A chance de desenvolver nódulos aumenta com o envelhecimento. Embora os sintomas não sejam comuns, um nódulo grande pode, às vezes, causar dor, rouquidão ou atrapalhar a engolir ou respirar. O câncer de tireoide é encontrado em cerca de 8% dos nódulos nos homens e em 4% dos nódulos em mulheres. A causa da maioria dos nódulos benignos não é conhecida, mas eles são, muitas vezes, encontrados em membros de uma mesma família. Em âmbito mundial, a deficiência de iodo na dieta é uma causa muito comum de nódulos.

Depois de um nódulo ser encontrado:

• Exames Laboratoriais: para saber se o nódulo é hiperfuncionante (produtor de muito hormônio tireoidiano) ou hipofuncionante (chamado de “nódulo frio”). Esses testes não são suficientes para descartar um câncer de tireoide.

• Ultrassonografia da Tireoide: é realizada para obter um retrato exato da tireoide e ver se o nódulo é sólido ou preenchido com fluido (cisto).

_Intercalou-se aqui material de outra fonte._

//! Family events, attendance and invitations.

use chrono::{DateTime, Utc};
use sqlx::{SqliteConnection, SqlitePool};
use tracing::{debug, info};

use kinnect_database::graph::delete_event_graph;
use kinnect_database::membership::find_membership;
use kinnect_database::{
    new_id, timestamp, AttendanceCounts, AttendanceStatus, AttendeeDetails, Event, EventAttendee,
    EventInvitation, FamilyMember, InvitationStatus, ServiceError, ServiceResult,
};

use super::require_member;
use crate::types::{EventDetails, EventFilter, EventUpdate, InvitationDetails, NewEvent};

const EVENT_COLUMNS: &str = "id, family_id, created_by, title, description, location, start_time, \
     end_time, created_at, updated_at";

const INVITATION_COLUMNS: &str =
    "id, event_id, invitee_id, invited_by, status, created_at, responded_at";

#[derive(Clone)]
pub struct EventService {
    pool: SqlitePool,
}

/// How the viewer is allowed to see an event.
enum EventAccess {
    Member(FamilyMember),
    Invitee,
}

impl EventService {
    pub fn new(pool: SqlitePool) -> Self {
        Self { pool }
    }

    /// Schedule an event. The creator is recorded as going.
    pub async fn create(&self, user_id: &str, input: NewEvent) -> ServiceResult<EventDetails> {
        let member = require_member(&self.pool, &input.family_id, user_id).await?;
        if !member.can(|p| p.can_create_events) {
            return Err(ServiceError::forbidden("You do not have permission to create events"));
        }

        let start_time = normalize_time("startTime", &input.start_time)?;
        let end_time = input
            .end_time
            .as_deref()
            .map(|value| normalize_time("endTime", value))
            .transpose()?;
        check_order(&start_time, end_time.as_deref())?;

        let id = new_id();
        let now = timestamp();
        let mut tx = self.pool.begin().await?;
        sqlx::query(
            "INSERT INTO events (id, family_id, created_by, title, description, location, start_time, end_time, created_at, updated_at)
             VALUES (?, ?, ?, ?, ?, ?, ?, ?, ?, ?)",
        )
        .bind(&id)
        .bind(&input.family_id)
        .bind(user_id)
        .bind(input.title.trim())
        .bind(&input.description)
        .bind(&input.location)
        .bind(&start_time)
        .bind(&end_time)
        .bind(&now)
        .bind(&now)
        .execute(&mut *tx)
        .await?;
        upsert_attendance(&mut tx, &id, user_id, AttendanceStatus::Going).await?;
        tx.commit().await?;

        info!(event_id = %id, family_id = %input.family_id, user_id, "created event");
        self.get(&id, user_id).await
    }

    /// Events from the caller's families, earliest first.
    pub async fn list(&self, user_id: &str, filter: EventFilter) -> ServiceResult<Vec<Event>> {
        if let Some(family_id) = &filter.family_id {
            require_member(&self.pool, family_id, user_id).await?;
        }

        let mut sql = format!(
            "SELECT {EVENT_COLUMNS} FROM events
             WHERE family_id IN (SELECT family_id FROM family_members WHERE user_id = ?)"
        );
        if filter.family_id.is_some() {
            sql.push_str(" AND family_id = ?");
        }
        if filter.upcoming {
            sql.push_str(" AND start_time >= ?");
        }
        sql.push_str(" ORDER BY start_time, id");

        let mut query = sqlx::query_as::<_, Event>(&sql).bind(user_id);
        if let Some(family_id) = &filter.family_id {
            query = query.bind(family_id);
        }
        if filter.upcoming {
            query = query.bind(timestamp());
        }

        let events = query.fetch_all(&self.pool).await?;
        Ok(events)
    }

    pub async fn get(&self, event_id: &str, user_id: &str) -> ServiceResult<EventDetails> {
        let event = self.load(event_id).await?;
        self.access(&event, user_id).await?;

        let attendance = self.counts(event_id).await?;
        let my_status: Option<AttendanceStatus> = sqlx::query_scalar(
            "SELECT status FROM event_attendees WHERE event_id = ? AND user_id = ?",
        )
        .bind(event_id)
        .bind(user_id)
        .fetch_optional(&self.pool)
        .await?;

        Ok(EventDetails {
            event,
            attendance,
            my_status,
        })
    }

    pub async fn update(&self, event_id: &str, user_id: &str, update: EventUpdate) -> ServiceResult<Event> {
        let event = self.load(event_id).await?;
        self.require_organizer(&event, user_id).await?;

        let start_time = update
            .start_time
            .as_deref()
            .map(|value| normalize_time("startTime", value))
            .transpose()?;
        let end_time = update
            .end_time
            .as_deref()
            .map(|value| normalize_time("endTime", value))
            .transpose()?;
        check_order(
            start_time.as_deref().unwrap_or(&event.start_time),
            end_time.as_deref().or(event.end_time.as_deref()),
        )?;

        sqlx::query(
            "UPDATE events SET
                title = COALESCE(?, title),
                description = COALESCE(?, description),
                location = COALESCE(?, location),
                start_time = COALESCE(?, start_time),
                end_time = COALESCE(?, end_time),
                updated_at = ?
             WHERE id = ?",
        )
        .bind(update.title.as_deref().map(str::trim))
        .bind(&update.description)
        .bind(&update.location)
        .bind(&start_time)
        .bind(&end_time)
        .bind(timestamp())
        .bind(event_id)
        .execute(&self.pool)
        .await?;

        info!(event_id, user_id, "updated event");
        self.load(event_id).await
    }

    pub async fn delete(&self, event_id: &str, user_id: &str) -> ServiceResult<()> {
        let event = self.load(event_id).await?;
        self.require_organizer(&event, user_id).await?;

        let mut tx = self.pool.begin().await?;
        delete_event_graph(&mut tx, event_id).await?;
        tx.commit().await?;

        info!(event_id, user_id, "deleted event");
        Ok(())
    }

    /// Record or change the caller's response.
    pub async fn attend(
        &self,
        event_id: &str,
        user_id: &str,
        status: AttendanceStatus,
    ) -> ServiceResult<EventAttendee> {
        let event = self.load(event_id).await?;
        self.access(&event, user_id).await?;

        let mut conn = self.pool.acquire().await?;
        let attendee = upsert_attendance(&mut conn, event_id, user_id, status).await?;

        debug!(event_id, user_id, status = status.as_str(), "recorded attendance");
        Ok(attendee)
    }

    pub async fn attendees(&self, event_id: &str, user_id: &str) -> ServiceResult<Vec<AttendeeDetails>> {
        let event = self.load(event_id).await?;
        self.access(&event, user_id).await?;

        let attendees = sqlx::query_as::<_, AttendeeDetails>(
            "SELECT a.id, a.event_id, a.user_id, a.status, a.responded_at,
                    u.username, u.first_name, u.last_name, u.profile_picture
             FROM event_attendees a
             JOIN users u ON u.id = a.user_id
             WHERE a.event_id = ?
             ORDER BY a.responded_at, a.id",
        )
        .bind(event_id)
        .fetch_all(&self.pool)
        .await?;
        Ok(attendees)
    }

    /// Invite users to an event. Users already invited are skipped; the
    /// returned list holds only the new invitations.
    pub async fn invite(
        &self,
        event_id: &str,
        actor_id: &str,
        user_ids: &[String],
    ) -> ServiceResult<Vec<EventInvitation>> {
        let event = self.load(event_id).await?;
        let actor = require_member(&self.pool, &event.family_id, actor_id).await?;
        if event.created_by != actor_id && !actor.can(|p| p.can_invite) {
            return Err(ServiceError::forbidden("You do not have permission to invite to this event"));
        }

        let mut tx = self.pool.begin().await?;
        let mut created = Vec::new();
        for invitee_id in user_ids {
            let exists: bool = sqlx::query_scalar("SELECT EXISTS(SELECT 1 FROM users WHERE id = ?)")
                .bind(invitee_id)
                .fetch_one(&mut *tx)
                .await?;
            if !exists {
                return Err(ServiceError::not_found("User"));
            }
            if invitee_id == actor_id {
                continue;
            }

            let id = new_id();
            let inserted = sqlx::query(
                "INSERT INTO event_invitations (id, event_id, invitee_id, invited_by, status, created_at)
                 VALUES (?, ?, ?, ?, ?, ?)
                 ON CONFLICT (event_id, invitee_id) DO NOTHING",
            )
            .bind(&id)
            .bind(event_id)
            .bind(invitee_id)
            .bind(actor_id)
            .bind(InvitationStatus::Pending)
            .bind(timestamp())
            .execute(&mut *tx)
            .await?
            .rows_affected();

            if inserted > 0 {
                created.push(fetch_invitation(&mut tx, &id).await?.ok_or_else(|| {
                    ServiceError::internal("invitation vanished after insert")
                })?);
            }
        }
        tx.commit().await?;

        info!(event_id, invited_by = actor_id, invited = created.len(), "sent event invitations");
        Ok(created)
    }

    /// The caller's invitations that still await an answer.
    pub async fn pending_invitations(&self, user_id: &str) -> ServiceResult<Vec<InvitationDetails>> {
        let invitations = sqlx::query_as::<_, InvitationDetails>(
            "SELECT i.id, i.event_id, i.invitee_id, i.invited_by, i.status, i.created_at, i.responded_at,
                    e.family_id, e.created_by AS event_created_by, e.title, e.description, e.location,
                    e.start_time, e.end_time, e.created_at AS event_created_at,
                    e.updated_at AS event_updated_at
             FROM event_invitations i
             JOIN events e ON e.id = i.event_id
             WHERE i.invitee_id = ? AND i.status = ?
             ORDER BY e.start_time, i.id",
        )
        .bind(user_id)
        .bind(InvitationStatus::Pending)
        .fetch_all(&self.pool)
        .await?;
        Ok(invitations)
    }

    /// Accept or decline. Accepting also marks the invitee as going.
    pub async fn respond(
        &self,
        invitation_id: &str,
        user_id: &str,
        status: InvitationStatus,
    ) -> ServiceResult<EventInvitation> {
        if status == InvitationStatus::Pending {
            return Err(ServiceError::bad_request("Status must be accepted or declined"));
        }

        let mut tx = self.pool.begin().await?;
        let invitation = fetch_invitation(&mut tx, invitation_id)
            .await?
            .ok_or_else(|| ServiceError::not_found("Invitation"))?;

        if invitation.invitee_id != user_id {
            return Err(ServiceError::forbidden("This invitation is not addressed to you"));
        }
        if invitation.status != InvitationStatus::Pending {
            return Err(ServiceError::bad_request("Invitation has already been answered"));
        }

        sqlx::query("UPDATE event_invitations SET status = ?, responded_at = ? WHERE id = ?")
            .bind(status)
            .bind(timestamp())
            .bind(invitation_id)
            .execute(&mut *tx)
            .await?;

        if status == InvitationStatus::Accepted {
            upsert_attendance(&mut tx, &invitation.event_id, user_id, AttendanceStatus::Going).await?;
        }

        let updated = fetch_invitation(&mut tx, invitation_id)
            .await?
            .ok_or_else(|| ServiceError::not_found("Invitation"))?;
        tx.commit().await?;

        info!(invitation_id, user_id, accepted = status == InvitationStatus::Accepted, "answered invitation");
        Ok(updated)
    }

    async fn load(&self, event_id: &str) -> ServiceResult<Event> {
        sqlx::query_as::<_, Event>(&format!("SELECT {EVENT_COLUMNS} FROM events WHERE id = ?"))
            .bind(event_id)
            .fetch_optional(&self.pool)
            .await?
            .ok_or_else(|| ServiceError::not_found("Event"))
    }

    async fn access(&self, event: &Event, user_id: &str) -> ServiceResult<EventAccess> {
        if let Some(member) = find_membership(&self.pool, &event.family_id, user_id).await? {
            return Ok(EventAccess::Member(member));
        }

        let invited: bool = sqlx::query_scalar(
            "SELECT EXISTS(SELECT 1 FROM event_invitations WHERE event_id = ? AND invitee_id = ?)",
        )
        .bind(&event.id)
        .bind(user_id)
        .fetch_one(&self.pool)
        .await?;

        if invited {
            Ok(EventAccess::Invitee)
        } else {
            Err(ServiceError::forbidden("You do not have access to this event"))
        }
    }

    /// The event's creator or an admin of its family.
    async fn require_organizer(&self, event: &Event, user_id: &str) -> ServiceResult<()> {
        if event.created_by == user_id {
            return Ok(());
        }
        match self.access(event, user_id).await {
            Ok(EventAccess::Member(member)) if member.is_admin() => Ok(()),
            Ok(_) => Err(ServiceError::forbidden(
                "Only the event creator or a family admin can change this event",
            )),
            Err(error) => Err(error),
        }
    }

    async fn counts(&self, event_id: &str) -> ServiceResult<AttendanceCounts> {
        let rows: Vec<(AttendanceStatus, i64)> = sqlx::query_as(
            "SELECT status, COUNT(*) FROM event_attendees WHERE event_id = ? GROUP BY status",
        )
        .bind(event_id)
        .fetch_all(&self.pool)
        .await?;

        let mut counts = AttendanceCounts::default();
        for (status, count) in rows {
            match status {
                AttendanceStatus::Going => counts.going = count,
                AttendanceStatus::Maybe => counts.maybe = count,
                AttendanceStatus::NotGoing => counts.not_going = count,
            }
        }
        Ok(counts)
    }
}

async fn upsert_attendance(
    conn: &mut SqliteConnection,
    event_id: &str,
    user_id: &str,
    status: AttendanceStatus,
) -> ServiceResult<EventAttendee> {
    let attendee = sqlx::query_as::<_, EventAttendee>(
        "INSERT INTO event_attendees (id, event_id, user_id, status, responded_at)
         VALUES (?, ?, ?, ?, ?)
         ON CONFLICT (event_id, user_id)
         DO UPDATE SET status = excluded.status, responded_at = excluded.responded_at
         RETURNING id, event_id, user_id, status, responded_at",
    )
    .bind(new_id())
    .bind(event_id)
    .bind(user_id)
    .bind(status)
    .bind(timestamp())
    .fetch_one(conn)
    .await?;
    Ok(attendee)
}

async fn fetch_invitation(
    conn: &mut SqliteConnection,
    invitation_id: &str,
) -> Result<Option<EventInvitation>, sqlx::Error> {
    sqlx::query_as::<_, EventInvitation>(&format!(
        "SELECT {INVITATION_COLUMNS} FROM event_invitations WHERE id = ?"
    ))
    .bind(invitation_id)
    .fetch_optional(conn)
    .await
}

/// Parse an RFC 3339 timestamp and store it in UTC so that string order is time order.
fn normalize_time(field: &str, value: &str) -> ServiceResult<String> {
    DateTime::parse_from_rfc3339(value.trim())
        .map(|parsed| parsed.with_timezone(&Utc).to_rfc3339())
        .map_err(|_| ServiceError::bad_request(format!("{field} must be an RFC 3339 timestamp")))
}

fn check_order(start_time: &str, end_time: Option<&str>) -> ServiceResult<()> {
    match end_time {
        Some(end_time) if end_time < start_time => Err(ServiceError::bad_request(
            "End time must not be before start time",
        )),
        _ => Ok(()),
    }
}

• Biópsia aspirativa por agulha fina (PAAF): usa-se uma agulha fina para remover células ou amostras de fluido do nódulo. Este teste é muito preciso para a identificação de nódulos cancerosos ou “suspeitos”.

• Cintilografia de Tireoide: utiliza uma pequena quantidade de iodo radioativo e uma câmera especial para obter uma imagem da tireoide e saber se o nódulo é hipo ou hiperfuncionante.

O tratamento depende do tipo de nódulo. Especialistas recomendam a remoção cirúrgica da tireoide para nódulos cancerosos ou suspeitos. Outros tipos de nódulos, mesmo quando eles não são cancerosos, precisam ser removidos quando ficam muito grandes e causam problemas para engolir ou respirar.

Nódulos hiperfuncionantes podem ser removidos cirurgicamente ou tratados com iodo radioativo. A cada 6 a 12 meses, seu médico precisa monitorar todos os nódulos de tireoide que não foram removidos.